West Nile virus (WNV), a potentially fatal disease in horses, has been confirmed in two locations in White Swan southwest of Yakima, the state Department of Agriculture announced on Aug. 17.
A five-year-old gelding was euthanized Aug. 15. In a separately reported case, an 11-year-old mare received care from a veterinarian the evening of Aug. 15.
In both cases, the horses showed signs of central nervous system problems. Neither horse was vaccinated for WNV and neither horse had been out of the area recently.
The positive test results were reported to WSDA Aug. 17 by the Washington Animal Disease Diagnostic Laboratory operated by Washington State University in Pullman.
These are the first confirmed cases this year of horses contracting West Nile virus in Washington.
"Horse owners are underestimating the risk that West Nile virus presents to their horses," said Dr. Leonard Eldridge, state veterinarian. "The best ways to protect horses are vaccination and limiting exposure to mosquitoes."
WNV vaccines are currently available and an annual booster shot should be considered prior to the start of the mosquito season.

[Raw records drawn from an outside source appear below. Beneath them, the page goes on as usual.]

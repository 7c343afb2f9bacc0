//! Line dispatch
//!
//! Decides which backend runs a line. Precedence is fixed:
//!
//! 1. natural-language requests are translated by the [`IntentMatcher`]
//!    and the resulting command runs as typed (it is never translated again)
//! 2. session built-ins
//! 3. file operations
//! 4. system-monitor commands
//! 5. external processes, under the configured timeout
//!
//! Every backend error becomes a one-line message with a non-zero exit
//! code here; nothing escapes as a panic or an `Err`.

mod builtins;

pub use builtins::BUILTIN_COMMANDS;

use crate::backends::{CommandBackend, CommandCategory, FileOperations, SystemMonitor};
use crate::config::Config;
use crate::error::{Error, Result};
use crate::execution::{ExternalCommand, ExternalExecutor, ProcessExecutor};
use crate::intent::IntentMatcher;
use crate::models::parsed_command::is_option;
use crate::models::{DispatchResult, ParsedCommand, SessionContext};
use crate::parser::{self, detect_background, split_pipeline};
use crate::platform::resolve_path;
use std::fs::OpenOptions;
use std::io::Write;
use std::path::Path;
use std::time::Duration;
use tracing::{debug, info_span, Instrument};

/// Hint shown when a request is not understood and no suggestion applies
const NOT_UNDERSTOOD_HINT: &str =
    "Type 'help' for available commands or 'ai examples' for natural language examples.";

/// Commands that read the `<` file as an operand when given none
const READS_INPUT_OPERAND: &[&str] = &["cat", "head", "tail", "wc"];

/// Routes lines to backends
pub struct Dispatcher {
    matcher: IntentMatcher,
    intent_enabled: bool,
    file_ops: FileOperations,
    monitor: SystemMonitor,
    executor: Box<dyn ExternalExecutor>,
    command_timeout: Duration,
    history_limit: usize,
}

impl Dispatcher {
    /// Dispatcher over the host platform and process executor
    pub fn new(config: &Config) -> Self {
        Self::with_backends(config, SystemMonitor::new(), Box::new(ProcessExecutor::new()))
    }

    /// Dispatcher with explicit monitor and executor backends
    pub fn with_backends(
        config: &Config,
        monitor: SystemMonitor,
        executor: Box<dyn ExternalExecutor>,
    ) -> Self {
        Self {
            matcher: IntentMatcher::new().with_max_suggestions(config.intent.max_suggestions),
            intent_enabled: config.intent.enabled,
            file_ops: FileOperations::new(),
            monitor,
            executor,
            command_timeout: config.shell.command_timeout(),
            history_limit: config.shell.history_display_limit,
        }
    }

    pub fn matcher(&self) -> &IntentMatcher {
        &self.matcher
    }

    /// Backend that owns `command`
    pub fn category_of(&self, command: &str) -> CommandCategory {
        if BUILTIN_COMMANDS.contains(&command) {
            CommandCategory::Builtin
        } else if self.file_ops.supports(command) {
            CommandCategory::FileOperation
        } else if self.monitor.supports(command) {
            CommandCategory::SystemMonitor
        } else {
            CommandCategory::External
        }
    }

    /// Lines that are clearly typed commands even when they contain trigger
    /// words: `ai`/`ask` requests, program paths such as `./run.sh`, lines
    /// using (or starting with) redirection or pipes, and a known command whose first argument
    /// is a flag, path or wildcard (`find . *.py`, `cd a/b`, `rm -r old`).
    pub fn is_direct_invocation(&self, line: &str) -> bool {
        let mut words = line.split_whitespace();
        let Some(first) = words.next() else {
            return false;
        };
        let args: Vec<&str> = words.collect();

        if builtins::is_explicit_request(first) || first.contains('/') {
            return true;
        }
        if first.starts_with(['>', '<', '|', '&'])
            || args.iter().any(|arg| arg.starts_with(['>', '<', '|']))
        {
            return true;
        }
        if self.category_of(first) == CommandCategory::External {
            return false;
        }

        args.first().is_some_and(|arg| {
            arg.starts_with(['-', '.', '~'])
                || arg.contains('/')
                || parser::wildcard::is_pattern(arg)
        })
    }

    /// Run one input line against `session`
    ///
    /// Every non-blank line is appended to the session history before
    /// anything else happens, whatever the outcome.
    pub async fn dispatch(&self, line: &str, session: &mut SessionContext) -> DispatchResult {
        if line.trim().is_empty() {
            return DispatchResult::empty();
        }
        session.record(line);

        let span = info_span!("dispatch", session = %session.id());
        self.interpret(line.trim(), session).instrument(span).await
    }

    /// Natural-language step, then command dispatch
    async fn interpret(&self, line: &str, session: &mut SessionContext) -> DispatchResult {
        if self.intent_enabled
            && !self.is_direct_invocation(line)
            && self.matcher.is_likely_natural_language(line)
        {
            return match self.matcher.resolve(line) {
                Some(resolved) => {
                    debug!(
                        "'{}' understood as '{}' ({})",
                        line, resolved.command, resolved.category
                    );
                    self.run_line(&resolved.command, session).await
                }
                None => self.not_understood(line, "command", NOT_UNDERSTOOD_HINT),
            };
        }

        self.run_line(line, session).await
    }

    /// Suggestions (or `hint`) for a request nothing matched
    fn not_understood(&self, query: &str, noun: &str, hint: &str) -> DispatchResult {
        let suggestions = self.matcher.suggest(query);
        if suggestions.is_empty() {
            return DispatchResult::error(format!(
                "I couldn't understand that {}. {}",
                noun, hint
            ));
        }

        let mut message = format!("I couldn't understand that {}. Did you mean:", noun);
        for suggestion in suggestions {
            message.push_str("\n  • ");
            message.push_str(&suggestion);
        }
        DispatchResult::error(message)
    }

    /// Dispatch a command line without natural-language translation
    pub async fn run_line(&self, line: &str, session: &mut SessionContext) -> DispatchResult {
        if parser::is_pipeline(line) {
            return self.run_pipeline(line, session).await;
        }

        let Some(command) = parser::parse_command(line) else {
            return DispatchResult::from_error(&Error::EmptyCommand);
        };

        let category = self.category_of(&command.name);
        debug!("'{}' routed to {}", command.name, category);

        let result = self
            .run_command(&command, category, session)
            .await
            .unwrap_or_else(|e| DispatchResult::from_error(&e));

        let detached = command.background && category == CommandCategory::External;
        match &command.output_file {
            Some(target) if !detached => {
                write_redirect(result, target, command.append_mode, session.current_directory())
            }
            _ => result,
        }
    }

    async fn run_command(
        &self,
        command: &ParsedCommand,
        category: CommandCategory,
        session: &mut SessionContext,
    ) -> Result<DispatchResult> {
        let cwd = session.current_directory().to_path_buf();
        let input = match &command.input_file {
            Some(raw) => {
                let path = resolve_path(&cwd, raw);
                if !path.is_file() {
                    return Err(Error::PathNotFound {
                        command: command.name.clone(),
                        path: raw.clone(),
                    });
                }
                Some((raw.clone(), path))
            }
            None => None,
        };

        match category {
            CommandCategory::Builtin => self.run_builtin(command, session).await,
            CommandCategory::FileOperation => {
                let mut args = command.args.clone();
                if let Some((raw, _)) = &input {
                    if READS_INPUT_OPERAND.contains(&command.name.as_str())
                        && !has_file_operand(command)
                    {
                        args.push(raw.clone());
                    }
                }
                self.file_ops.execute(&command.name, &args, &cwd)
            }
            CommandCategory::SystemMonitor => self.monitor.execute(&command.name, &command.args, &cwd),
            CommandCategory::External => {
                let mut external = ExternalCommand::new(
                    command.name.clone(),
                    command.args.clone(),
                    cwd.clone(),
                    self.command_timeout,
                )
                .with_stdin(input.map(|(_, path)| path))
                .in_background(command.background);
                if command.background {
                    external.output_file = command
                        .output_file
                        .as_ref()
                        .map(|raw| (resolve_path(&cwd, raw), command.append_mode));
                }
                self.executor.execute(&external).await
            }
        }
    }

    /// Multi-stage pipelines run whole in the host shell
    async fn run_pipeline(&self, line: &str, session: &SessionContext) -> DispatchResult {
        let stages = split_pipeline(line);
        debug!("pipeline with {} stages", stages.len());

        let (line, background) = detect_background(&stages.join(" | "));
        let external =
            ExternalCommand::pipeline(&line, session.current_directory(), self.command_timeout)
                .in_background(background);
        self.executor
            .execute(&external)
            .await
            .unwrap_or_else(|e| DispatchResult::from_error(&e))
    }
}

/// Whether a read command already names a file
fn has_file_operand(command: &ParsedCommand) -> bool {
    let mut args = command.args.iter();
    while let Some(arg) = args.next() {
        if arg == "-n" {
            args.next();
        } else if !is_option(arg) {
            return true;
        }
    }
    false
}

/// Send a result's output to `target` instead of the caller
fn write_redirect(
    result: DispatchResult,
    target: &str,
    append: bool,
    cwd: &Path,
) -> DispatchResult {
    let path = resolve_path(cwd, target);
    let mut body = result.output;
    if !body.is_empty() && !body.ends_with('\n') {
        body.push('\n');
    }

    let written = OpenOptions::new()
        .create(true)
        .write(true)
        .append(append)
        .truncate(!append)
        .open(&path)
        .and_then(|mut file| file.write_all(body.as_bytes()));

    match written {
        Ok(()) => DispatchResult::with_code(String::new(), result.exit_code),
        Err(e) => DispatchResult::from_error(&Error::from_io("plainsh", target, e)),
    }
}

Last year, six equine cases of WNV were confirmed in the state, five from Yakima County and one in King County.
West Nile virus is spread by the bite of an infected mosquito and can infect people, horses, many types of birds, and other animals. Humans cannot contract WNV through contact with an infected horse. Infected horses do not spread the disease to other horses or animals. Mosquitoes become carriers when they feed on an infected bird.
Many horses and other animals contracting WNV do not become ill and show no symptoms at all. Horses that contract WNV may show signs such as loss of coordination, loss of appetite, confusion, fever, stiffness and muscle weakness, particularly in the hindquarters. About one-third of horses that become ill die.